Objective: The primary objective of this study was to evaluate the impact of hemodialysis on the electrolyte levels (sodium, potassium, and calcium) of patients with chronic renal failure and to assess the clinical implications of these changes.
Methods: This study was conducted with ethical approval, adhering to the Declaration of Helsinki principles. A total of 60 patients undergoing hemodialysis at the Institute of Kidney Diseases, Peshawar, were randomly selected. Blood samples were collected both pre- and post-hemodialysis to analyze changes in sodium, potassium, and calcium levels. The biochemical analysis was conducted using gel tubes for blood collection, with samples transported under controlled conditions to the laboratory. Statistical analysis was performed using SPSS version 25, employing paired T-tests and the Shapiro-Wilk test to assess data normality and changes in electrolyte levels.
Results: The study revealed significant changes in electrolyte levels post-hemodialysis. Sodium levels decreased from a pre-hemodialysis mean of 142.37 ± 27.140 mmol/L to a post-hemodialysis mean of 123.13 ± 13.733 mmol/L (P=0.006). Potassium levels saw a reduction from 4.93 ± 1.219 mmol/L to 3.90 ± 1.311 mmol/L (P=0.054). Calcium levels also decreased from 9.777 ± 0.3743 mg/dL pre-hemodialysis to 9.663 ± 0.7629 mg/dL post-hemodialysis (P<0.001).
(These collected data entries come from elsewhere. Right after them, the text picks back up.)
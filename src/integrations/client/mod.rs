pub mod base;
pub mod model;

mod connection;
mod connector;

use std::sync::Arc;

use anyhow::Result;
use log::{debug, error};
use reqwest::Method;
use serde::de::DeserializeOwned;

use self::base::BaseClient;
use crate::integrations::config::LinkrsConfig;
use crate::integrations::traits::IntegrationClient;

pub const CONNECTORS_ENDPOINT: &str = "/connectors";
pub const CONNECTIONS_ENDPOINT: &str = "/connections";

/// REST client for the integrations API
#[derive(Debug, Clone)]
pub struct RestClient {
    base: BaseClient,
}

impl RestClient {
    pub fn new(base: BaseClient) -> Self {
        Self { base }
    }

    fn base_api(
        &self,
        method: Method,
        endpoint: &str,
        segment: Option<&str>,
    ) -> Result<reqwest::RequestBuilder> {
        self.base.base_api(method, endpoint, segment)
    }

    /// GET `endpoint` and decode the JSON body, logging the raw body when decoding fails
    async fn get_json<T: DeserializeOwned>(&self, endpoint: &str) -> Result<T> {
        let response = self
            .base_api(Method::GET, endpoint, None)?
            .send()
            .await?
            .error_for_status()?;

        let response_text = response.text().await?;
        match serde_json::from_str(&response_text) {
            Ok(decoded) => Ok(decoded),
            Err(e) => {
                error!("Failed to decode {endpoint} response. Error: {e}");
                error!(
                    "Response body (first 500 chars): {}",
                    response_text.chars().take(500).collect::<String>()
                );
                Err(anyhow::anyhow!(
                    "Failed to decode response: {e}. Check debug log for response body."
                ))
            }
        }
    }
}

impl IntegrationClient for RestClient {
    fn base_url(&self) -> &str {
        &self.base.base_url
    }
}

pub fn create_client(
    config: &LinkrsConfig,
    api_url_override: Option<&str>,
) -> Result<Arc<dyn IntegrationClient>> {
    let base_url = config.resolve_api_url(api_url_override)?;
    debug!("Creating REST client for {base_url}");
    let base = BaseClient::new(base_url, config)?;
    Ok(Arc::new(RestClient::new(base)))
}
Conclusion: Hemodialysis significantly impacts the electrolyte balance in patients with chronic renal failure, highlighting the necessity for vigilant monitoring and management of electrolyte levels to mitigate adverse clinical outcomes. This study underscores the importance of tailored therapeutic interventions to maintain electrolyte homeostasis, ultimately improving the quality of life and healthcare outcomes for patients undergoing hemodialysis.